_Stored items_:
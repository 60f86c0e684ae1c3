//! The persisted per-tag record

use serde::{Deserialize, Serialize};
use std::collections::HashMap;

/// Related-tag table for one tag
///
/// `counters` holds only the retained top subset: every value is positive,
/// `count == counters.len()`, and `rendered` holds exactly `count`
/// fragments.
#[derive(Debug, Clone, PartialEq, Eq, Serialize, Deserialize)]
pub struct TagRelationRecord {
    /// The tag this record belongs to
    pub id: String,
    /// Related tag name → co-occurrence count
    pub counters: HashMap<String, i64>,
    /// Number of retained related tags
    pub count: usize,
    /// Concatenated presentation fragments, highest count first
    pub rendered: String,
}

impl TagRelationRecord {
    /// An empty record for `id`; never persisted as-is
    pub fn new(id: impl Into<String>) -> Self {
        Self {
            id: id.into(),
            counters: HashMap::new(),
            count: 0,
            rendered: String::new(),
        }
    }
}

/// Direction of a content event
#[derive(Debug, Clone, Copy, PartialEq, Eq, Hash)]
pub enum Delta {
    /// A content item carrying the tags was created
    Add,
    /// A content item carrying the tags was deleted
    Remove,
}

impl Delta {
    /// The counter increment for this direction
    pub fn value(self) -> i64 {
        match self {
            Delta::Add => 1,
            Delta::Remove => -1,
        }
    }
}

impl std::fmt::Display for Delta {
    fn fmt(&self, f: &mut std::fmt::Formatter<'_>) -> std::fmt::Result {
        match self {
            Delta::Add => write!(f, "add"),
            Delta::Remove => write!(f, "remove"),
        }
    }
}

_Task brief_: Above are some records; copy exactly the lines from the one with "persisted per-tag record" through the one with "pub struct TagRelationRecord", both included, and no others.

_Task result_:
//! The persisted per-tag record

use serde::{Deserialize, Serialize};
use std::collections::HashMap;

/// Related-tag table for one tag
///
/// `counters` holds only the retained top subset: every value is positive,
/// `count == counters.len()`, and `rendered` holds exactly `count`
/// fragments.
#[derive(Debug, Clone, PartialEq, Eq, Serialize, Deserialize)]
pub struct TagRelationRecord {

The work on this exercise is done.